By extension to humans, it seems that theanine poses a problem from 2 grams per day. Taking theanine is not recommended during pregnancy or breastfeeding. People who consume theanine by drinking tea have a fairly low intake, well below the doses studied.
For example, the Japanese, who are heavy tea drinkers, only consume 20 mg of theanine per day through tea.
The exact duration of intake depends on the desired effect. The 200 mg intake is particularly suitable in the morning in combination with the morning coffee in order to start the day concentrated and relaxed.
However, L-theanine can also be taken at other times of the day, for example, to calm down in stressful phases or in situations where you need maximum concentration.
For better sleep, however, 200 mg of L-theanine is recommended about 30 minutes to an hour before going to bed.
L-theanine tablets can be stored at room temperature and consumed up to the expiration date on the package.
Risks And Dangers Of This Amino Acid.
L-theanine is an amino acid that is not well studied and therefore not well known. The question of possible side effects naturally arises. To date, research has not shown any undesirable effects when theanine is taken at a reasonable dose, 1 to 2 times 200 mg per day.
Nevertheless, as this product regulates blood pressure, a feeling of dizziness can sometimes be felt, if you consume too much. Simply reduce the dose.
Treatment Of Hypertension.
L-theanine causes an increase in antihypertensive drugs.
Antagonistic Effect Of Caffeine.
As we have already seen, theanine balances the arousal effect induced by caffeine.
L-theanine potentiates the effect of common sedatives.
Interaction With Doxorubicin.
L-theanine decreases the cardiotoxicity of doxorubicin.
Opinions On L-Theanine.
Most people who take L-theanine find that it improves their sleep and calms their anxiety.
However, theanine seems to work less well for others.
Always remember to choose a reliable source for your dietary supplement purchases. If in doubt, choose a pharmacy or an online pharmacy, consult your doctor or ask your pharmacist for advice.
As we have seen in this article, L-theanine remains a somewhat confidential food supplement in France. However, its benefits on concentration and sleep are real. It may be necessary to buy it online, on the pages of a specialized store, or on Amazon.
You can also find L-Theanine in the nootropic Noocube!
Can L-Theanine Be Combined With Other Medications To Promote Sleep?
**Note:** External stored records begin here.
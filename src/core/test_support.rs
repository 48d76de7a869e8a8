//! In-process backend and observer doubles shared by the async tests.

use std::collections::HashMap;
use std::sync::atomic::{AtomicUsize, Ordering};
use std::sync::{Arc, Mutex};

use async_trait::async_trait;
use futures::channel::mpsc;
use futures::StreamExt;
use trackhaul_core::core::events::EventEmitter;
use trackhaul_core::core::stats::Stats;
use trackhaul_core::models::task::DownloadTask;
use uuid::Uuid;

use crate::core::backend::{
    BackendClient, BackendConnector, BackendError, ClearKind, EnqueueRequest, EnqueueResponse,
    EventStream, HealthReport, HealthStatus, PushEvent, QueueRecord,
};

pub type EventSender = mpsc::UnboundedSender<Result<PushEvent, BackendError>>;

pub struct MockBackend {
    calls: Mutex<Vec<String>>,
    failures: Mutex<HashMap<String, BackendError>>,
    snapshot: Mutex<Vec<QueueRecord>>,
    health: Mutex<HealthStatus>,
    events: Mutex<Option<mpsc::UnboundedReceiver<Result<PushEvent, BackendError>>>>,
}

impl MockBackend {
    pub fn new() -> Arc<Self> {
        Arc::new(Self {
            calls: Mutex::new(Vec::new()),
            failures: Mutex::new(HashMap::new()),
            snapshot: Mutex::new(Vec::new()),
            health: Mutex::new(HealthStatus::Healthy),
            events: Mutex::new(None),
        })
    }

    /// Every operation fails with `err` until [`MockBackend::heal`].
    pub fn fail_all(&self, err: BackendError) {
        self.failures.lock().unwrap().insert("*".into(), err);
    }

    /// Only `op` (e.g. "enqueue", "health") fails.
    pub fn fail_op(&self, op: &str, err: BackendError) {
        self.failures.lock().unwrap().insert(op.into(), err);
    }

    pub fn heal(&self) {
        self.failures.lock().unwrap().clear();
    }

    pub fn set_health(&self, status: HealthStatus) {
        *self.health.lock().unwrap() = status;
    }

    pub fn set_snapshot(&self, records: Vec<QueueRecord>) {
        *self.snapshot.lock().unwrap() = records;
    }

    /// Sender side of the next event stream the backend hands out.
    pub fn event_sender(&self) -> EventSender {
        let (tx, rx) = mpsc::unbounded();
        *self.events.lock().unwrap() = Some(rx);
        tx
    }

    pub fn calls(&self) -> Vec<String> {
        self.calls.lock().unwrap().clone()
    }

    pub fn count(&self, op: &str) -> usize {
        self.calls
            .lock()
            .unwrap()
            .iter()
            .filter(|c| c.split(':').next() == Some(op))
            .count()
    }

    fn call(&self, op: &str, arg: &str) -> Result<(), BackendError> {
        self.calls.lock().unwrap().push(format!("{op}:{arg}"));
        let failures = self.failures.lock().unwrap();
        match failures.get(op).or_else(|| failures.get("*")) {
            Some(err) => Err(err.clone()),
            None => Ok(()),
        }
    }
}

#[async_trait]
impl BackendClient for MockBackend {
    async fn enqueue(&self, request: &EnqueueRequest) -> Result<EnqueueResponse, BackendError> {
        self.call("enqueue", &request.task_id)?;
        Ok(EnqueueResponse {
            status: "queued".into(),
            queue_position: Some(self.count("enqueue") as u32),
        })
    }

    async fn cancel(&self, task_id: &str) -> Result<(), BackendError> {
        self.call("cancel", task_id)
    }

    async fn retry(&self, task_id: &str) -> Result<(), BackendError> {
        self.call("retry", task_id)
    }

    async fn clear(&self, kind: ClearKind) -> Result<(), BackendError> {
        self.call("clear", &format!("{:?}", kind))
    }

    async fn update_settings(&self, max_concurrent_downloads: u32) -> Result<(), BackendError> {
        self.call("settings", &max_concurrent_downloads.to_string())
    }

    async fn queue_status(&self) -> Result<Vec<QueueRecord>, BackendError> {
        self.call("queue", "")?;
        Ok(self.snapshot.lock().unwrap().clone())
    }

    async fn health(&self) -> Result<HealthReport, BackendError> {
        self.call("health", "")?;
        Ok(HealthReport {
            status: *self.health.lock().unwrap(),
            details: None,
        })
    }

    async fn open_event_stream(&self) -> Result<EventStream, BackendError> {
        self.call("events", "")?;
        match self.events.lock().unwrap().take() {
            Some(rx) => Ok(rx.boxed()),
            None => Err(BackendError::Connection("no event stream".into())),
        }
    }
}

pub struct MockConnector {
    backend: Arc<MockBackend>,
    pub connects: AtomicUsize,
}

impl MockConnector {
    pub fn new(backend: Arc<MockBackend>) -> Arc<Self> {
        Arc::new(Self {
            backend,
            connects: AtomicUsize::new(0),
        })
    }

    pub fn connects(&self) -> usize {
        self.connects.load(Ordering::SeqCst)
    }
}

impl BackendConnector for MockConnector {
    fn connect(&self) -> anyhow::Result<Arc<dyn BackendClient>> {
        self.connects.fetch_add(1, Ordering::SeqCst);
        let client: Arc<dyn BackendClient> = self.backend.clone();
        Ok(client)
    }
}

#[derive(Clone, Default)]
pub struct RecordingEmitter {
    pub completed: Arc<Mutex<Vec<Uuid>>>,
    pub failed: Arc<Mutex<Vec<Uuid>>>,
    pub states: Arc<Mutex<Vec<Stats>>>,
}

impl RecordingEmitter {
    pub fn completed(&self) -> Vec<Uuid> {
        self.completed.lock().unwrap().clone()
    }

    pub fn failed(&self) -> Vec<Uuid> {
        self.failed.lock().unwrap().clone()
    }

    pub fn last_stats(&self) -> Option<Stats> {
        self.states.lock().unwrap().last().copied()
    }
}

impl EventEmitter for RecordingEmitter {
    fn emit_queue_state(&self, _tasks: &[DownloadTask], stats: &Stats) {
        self.states.lock().unwrap().push(*stats);
    }

    fn emit_task_completed(&self, task: &DownloadTask) {
        self.completed.lock().unwrap().push(task.id);
    }

    fn emit_task_failed(&self, task: &DownloadTask) {
        self.failed.lock().unwrap().push(task.id);
    }
}
pub mod backend;
pub mod events;
pub mod filename;
pub mod health;
pub mod http_backend;
pub mod http_client;
pub mod manager;
pub mod progress;
pub mod queue;
pub mod recovery;
pub mod retry;
pub mod sse;

#[cfg(test)]
pub(crate) mod test_support;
Yes, but be careful with sleeping pills, whose effects are potentiated by theanine. Melatonin is preferable.
Can We Supplement By Drinking Tea?
Yes, you can. But the effect will be more subtle and progressive. It is necessary to drink a large quantity of tea, throughout the day, as is the custom in Asian countries.
Should I Choose Organic Theanine?
Yes, preferably, but this is not always possible, especially if you consume this amino acid as a dietary supplement. On the other hand, there are some very good organic teas available today, which should be preferred.